Exercise materials START

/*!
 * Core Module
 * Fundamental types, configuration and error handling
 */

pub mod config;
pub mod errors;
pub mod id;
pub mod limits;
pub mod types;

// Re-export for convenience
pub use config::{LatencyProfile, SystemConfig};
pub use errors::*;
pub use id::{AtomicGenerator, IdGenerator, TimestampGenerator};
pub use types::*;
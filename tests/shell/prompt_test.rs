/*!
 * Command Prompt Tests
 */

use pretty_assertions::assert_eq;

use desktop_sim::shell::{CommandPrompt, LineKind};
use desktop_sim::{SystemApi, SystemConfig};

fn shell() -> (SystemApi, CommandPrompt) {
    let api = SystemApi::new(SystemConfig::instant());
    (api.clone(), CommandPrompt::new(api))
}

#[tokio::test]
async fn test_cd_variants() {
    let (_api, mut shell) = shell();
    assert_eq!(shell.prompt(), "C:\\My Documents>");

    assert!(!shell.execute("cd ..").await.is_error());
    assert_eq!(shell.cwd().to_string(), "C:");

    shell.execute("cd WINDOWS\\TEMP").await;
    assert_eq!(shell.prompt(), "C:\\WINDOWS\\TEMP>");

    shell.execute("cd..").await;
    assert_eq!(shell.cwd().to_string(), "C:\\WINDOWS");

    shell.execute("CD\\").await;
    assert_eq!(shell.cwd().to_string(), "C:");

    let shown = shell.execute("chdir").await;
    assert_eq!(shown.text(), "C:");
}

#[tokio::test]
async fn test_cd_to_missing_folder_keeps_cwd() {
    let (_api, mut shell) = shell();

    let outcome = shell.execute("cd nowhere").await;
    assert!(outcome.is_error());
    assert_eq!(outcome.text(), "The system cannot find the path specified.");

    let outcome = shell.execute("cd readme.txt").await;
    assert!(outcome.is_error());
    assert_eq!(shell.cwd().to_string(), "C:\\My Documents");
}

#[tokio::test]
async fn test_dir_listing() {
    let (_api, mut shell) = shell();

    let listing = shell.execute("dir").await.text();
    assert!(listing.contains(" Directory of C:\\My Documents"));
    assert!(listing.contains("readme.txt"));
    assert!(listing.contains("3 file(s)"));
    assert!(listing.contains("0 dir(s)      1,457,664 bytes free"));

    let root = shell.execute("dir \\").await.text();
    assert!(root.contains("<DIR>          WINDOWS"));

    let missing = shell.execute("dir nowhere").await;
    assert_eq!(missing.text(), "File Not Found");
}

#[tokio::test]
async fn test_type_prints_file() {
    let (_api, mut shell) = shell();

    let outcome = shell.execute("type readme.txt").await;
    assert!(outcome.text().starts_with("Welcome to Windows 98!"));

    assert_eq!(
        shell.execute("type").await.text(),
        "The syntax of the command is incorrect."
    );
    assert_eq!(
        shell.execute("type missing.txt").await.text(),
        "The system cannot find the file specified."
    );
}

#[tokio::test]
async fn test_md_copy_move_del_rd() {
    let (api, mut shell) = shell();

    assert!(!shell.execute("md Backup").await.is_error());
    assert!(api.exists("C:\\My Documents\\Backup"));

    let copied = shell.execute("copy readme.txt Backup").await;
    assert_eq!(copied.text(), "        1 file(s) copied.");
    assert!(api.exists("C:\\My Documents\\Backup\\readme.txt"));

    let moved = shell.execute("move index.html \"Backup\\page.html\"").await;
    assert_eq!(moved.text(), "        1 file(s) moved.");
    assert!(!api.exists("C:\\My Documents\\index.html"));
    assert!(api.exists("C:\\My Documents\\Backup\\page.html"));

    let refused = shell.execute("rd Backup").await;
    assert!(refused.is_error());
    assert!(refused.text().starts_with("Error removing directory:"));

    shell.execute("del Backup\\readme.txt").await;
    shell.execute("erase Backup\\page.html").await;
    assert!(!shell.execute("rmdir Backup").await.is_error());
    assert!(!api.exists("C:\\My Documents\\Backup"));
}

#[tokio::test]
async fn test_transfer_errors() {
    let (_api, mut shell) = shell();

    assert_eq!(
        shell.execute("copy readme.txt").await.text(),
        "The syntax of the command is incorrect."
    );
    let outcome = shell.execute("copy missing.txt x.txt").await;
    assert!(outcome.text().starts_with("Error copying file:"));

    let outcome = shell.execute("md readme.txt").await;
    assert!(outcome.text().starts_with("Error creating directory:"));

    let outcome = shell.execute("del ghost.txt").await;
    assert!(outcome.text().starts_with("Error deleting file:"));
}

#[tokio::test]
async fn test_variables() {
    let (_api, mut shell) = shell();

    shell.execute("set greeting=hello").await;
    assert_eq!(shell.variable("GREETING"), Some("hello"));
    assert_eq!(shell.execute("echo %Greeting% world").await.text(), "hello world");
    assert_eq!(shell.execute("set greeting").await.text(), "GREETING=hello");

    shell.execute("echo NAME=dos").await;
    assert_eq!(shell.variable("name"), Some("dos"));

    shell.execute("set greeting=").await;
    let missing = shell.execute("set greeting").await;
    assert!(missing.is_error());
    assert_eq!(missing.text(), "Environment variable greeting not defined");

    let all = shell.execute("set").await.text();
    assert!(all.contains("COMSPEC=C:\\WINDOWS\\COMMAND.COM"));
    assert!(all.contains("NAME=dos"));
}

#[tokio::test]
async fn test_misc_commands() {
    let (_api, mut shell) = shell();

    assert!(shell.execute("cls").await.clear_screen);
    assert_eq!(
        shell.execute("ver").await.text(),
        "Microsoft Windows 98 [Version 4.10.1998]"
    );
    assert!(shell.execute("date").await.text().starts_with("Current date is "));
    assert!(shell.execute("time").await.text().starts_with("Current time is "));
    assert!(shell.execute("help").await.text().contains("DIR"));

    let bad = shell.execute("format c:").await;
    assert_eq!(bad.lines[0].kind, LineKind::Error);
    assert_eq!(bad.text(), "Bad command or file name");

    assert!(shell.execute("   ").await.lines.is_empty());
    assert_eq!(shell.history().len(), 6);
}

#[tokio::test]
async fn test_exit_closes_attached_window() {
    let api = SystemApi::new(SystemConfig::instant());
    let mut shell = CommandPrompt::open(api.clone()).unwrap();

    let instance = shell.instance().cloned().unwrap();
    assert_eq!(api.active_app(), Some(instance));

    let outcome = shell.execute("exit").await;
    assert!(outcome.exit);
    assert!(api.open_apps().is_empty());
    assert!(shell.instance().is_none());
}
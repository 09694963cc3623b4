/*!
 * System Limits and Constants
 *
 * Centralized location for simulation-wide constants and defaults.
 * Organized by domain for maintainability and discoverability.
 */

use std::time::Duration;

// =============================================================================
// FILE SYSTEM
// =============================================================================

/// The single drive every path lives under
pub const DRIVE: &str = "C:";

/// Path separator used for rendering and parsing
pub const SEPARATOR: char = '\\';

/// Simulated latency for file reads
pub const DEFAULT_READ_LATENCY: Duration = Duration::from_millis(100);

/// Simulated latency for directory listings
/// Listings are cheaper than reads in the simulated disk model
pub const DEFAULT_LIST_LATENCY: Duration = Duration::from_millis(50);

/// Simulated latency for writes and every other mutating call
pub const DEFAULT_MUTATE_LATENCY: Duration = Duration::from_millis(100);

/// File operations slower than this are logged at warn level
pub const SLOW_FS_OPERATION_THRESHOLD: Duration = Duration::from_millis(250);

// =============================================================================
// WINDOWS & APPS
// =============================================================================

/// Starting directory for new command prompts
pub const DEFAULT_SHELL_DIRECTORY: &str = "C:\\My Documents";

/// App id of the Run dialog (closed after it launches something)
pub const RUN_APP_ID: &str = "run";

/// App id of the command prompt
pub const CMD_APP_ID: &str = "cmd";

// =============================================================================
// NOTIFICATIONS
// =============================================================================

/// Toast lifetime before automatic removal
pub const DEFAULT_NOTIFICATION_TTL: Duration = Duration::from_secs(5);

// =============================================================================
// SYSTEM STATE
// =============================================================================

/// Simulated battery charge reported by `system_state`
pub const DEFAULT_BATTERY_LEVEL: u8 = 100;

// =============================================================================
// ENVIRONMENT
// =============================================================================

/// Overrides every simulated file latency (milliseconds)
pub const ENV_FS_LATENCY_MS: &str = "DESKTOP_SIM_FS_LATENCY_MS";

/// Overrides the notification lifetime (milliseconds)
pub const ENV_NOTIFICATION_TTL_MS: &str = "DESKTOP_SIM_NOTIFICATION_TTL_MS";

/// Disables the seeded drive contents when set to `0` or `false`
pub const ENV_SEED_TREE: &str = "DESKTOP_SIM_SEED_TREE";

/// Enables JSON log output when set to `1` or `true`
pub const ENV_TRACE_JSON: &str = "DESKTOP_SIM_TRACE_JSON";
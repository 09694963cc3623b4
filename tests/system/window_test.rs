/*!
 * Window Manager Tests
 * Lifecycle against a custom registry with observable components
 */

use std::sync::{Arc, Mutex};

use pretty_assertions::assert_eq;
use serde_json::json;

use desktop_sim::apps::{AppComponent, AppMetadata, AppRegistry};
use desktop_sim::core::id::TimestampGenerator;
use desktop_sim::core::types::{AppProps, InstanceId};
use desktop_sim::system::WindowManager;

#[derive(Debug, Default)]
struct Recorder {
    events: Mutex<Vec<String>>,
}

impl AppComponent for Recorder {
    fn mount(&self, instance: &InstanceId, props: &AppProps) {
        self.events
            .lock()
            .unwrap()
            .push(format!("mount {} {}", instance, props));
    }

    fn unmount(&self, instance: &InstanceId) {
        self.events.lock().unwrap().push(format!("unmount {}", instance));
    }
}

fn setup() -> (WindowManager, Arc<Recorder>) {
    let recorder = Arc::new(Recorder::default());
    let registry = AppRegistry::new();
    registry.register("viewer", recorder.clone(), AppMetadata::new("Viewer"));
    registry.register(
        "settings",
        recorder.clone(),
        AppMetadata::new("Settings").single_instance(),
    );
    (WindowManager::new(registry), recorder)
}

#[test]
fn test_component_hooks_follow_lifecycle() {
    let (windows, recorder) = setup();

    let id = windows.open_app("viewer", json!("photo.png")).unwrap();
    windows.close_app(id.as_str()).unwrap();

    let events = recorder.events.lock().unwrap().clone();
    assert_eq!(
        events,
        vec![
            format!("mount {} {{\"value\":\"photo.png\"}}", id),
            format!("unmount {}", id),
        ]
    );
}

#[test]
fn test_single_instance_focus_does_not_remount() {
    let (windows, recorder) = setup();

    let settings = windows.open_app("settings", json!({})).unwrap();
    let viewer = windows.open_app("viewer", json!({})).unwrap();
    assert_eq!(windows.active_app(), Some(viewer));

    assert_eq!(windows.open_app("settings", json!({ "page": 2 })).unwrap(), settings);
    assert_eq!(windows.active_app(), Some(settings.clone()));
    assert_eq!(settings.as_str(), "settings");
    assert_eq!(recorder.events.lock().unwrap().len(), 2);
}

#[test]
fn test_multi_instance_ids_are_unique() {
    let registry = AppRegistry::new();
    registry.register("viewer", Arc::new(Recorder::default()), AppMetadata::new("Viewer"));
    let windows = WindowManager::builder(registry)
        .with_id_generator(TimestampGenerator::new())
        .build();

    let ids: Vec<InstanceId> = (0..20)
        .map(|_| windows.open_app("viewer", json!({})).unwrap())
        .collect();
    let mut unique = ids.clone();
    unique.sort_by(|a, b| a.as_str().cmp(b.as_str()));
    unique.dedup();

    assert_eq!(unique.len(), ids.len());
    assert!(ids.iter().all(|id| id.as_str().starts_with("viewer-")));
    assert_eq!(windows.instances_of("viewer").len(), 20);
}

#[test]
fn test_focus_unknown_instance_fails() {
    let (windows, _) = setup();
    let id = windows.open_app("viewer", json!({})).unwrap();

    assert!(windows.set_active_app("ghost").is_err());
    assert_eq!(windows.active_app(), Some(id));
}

Exercise materials END

Each line of the records above, from the first through the one containing "async fn test_cd_to_missing_folder_keeps_cwd()", is to be retyped exactly; no other line belongs.

/*!
 * Core Module
 * Fundamental types, configuration and error handling
 */

pub mod config;
pub mod errors;
pub mod id;
pub mod limits;
pub mod types;

// Re-export for convenience
pub use config::{LatencyProfile, SystemConfig};
pub use errors::*;
pub use id::{AtomicGenerator, IdGenerator, TimestampGenerator};
pub use types::*;
filename tests/shell/prompt_test.rs
/*!
 * Command Prompt Tests
 */

use pretty_assertions::assert_eq;

use desktop_sim::shell::{CommandPrompt, LineKind};
use desktop_sim::{SystemApi, SystemConfig};

fn shell() -> (SystemApi, CommandPrompt) {
    let api = SystemApi::new(SystemConfig::instant());
    (api.clone(), CommandPrompt::new(api))
}

#[tokio::test]
async fn test_cd_variants() {
    let (_api, mut shell) = shell();
    assert_eq!(shell.prompt(), "C:\\My Documents>");

    assert!(!shell.execute("cd ..").await.is_error());
    assert_eq!(shell.cwd().to_string(), "C:");

    shell.execute("cd WINDOWS\\TEMP").await;
    assert_eq!(shell.prompt(), "C:\\WINDOWS\\TEMP>");

    shell.execute("cd..").await;
    assert_eq!(shell.cwd().to_string(), "C:\\WINDOWS");

    shell.execute("CD\\").await;
    assert_eq!(shell.cwd().to_string(), "C:");

    let shown = shell.execute("chdir").await;
    assert_eq!(shown.text(), "C:");
}

#[tokio::test]
async fn test_cd_to_missing_folder_keeps_cwd() {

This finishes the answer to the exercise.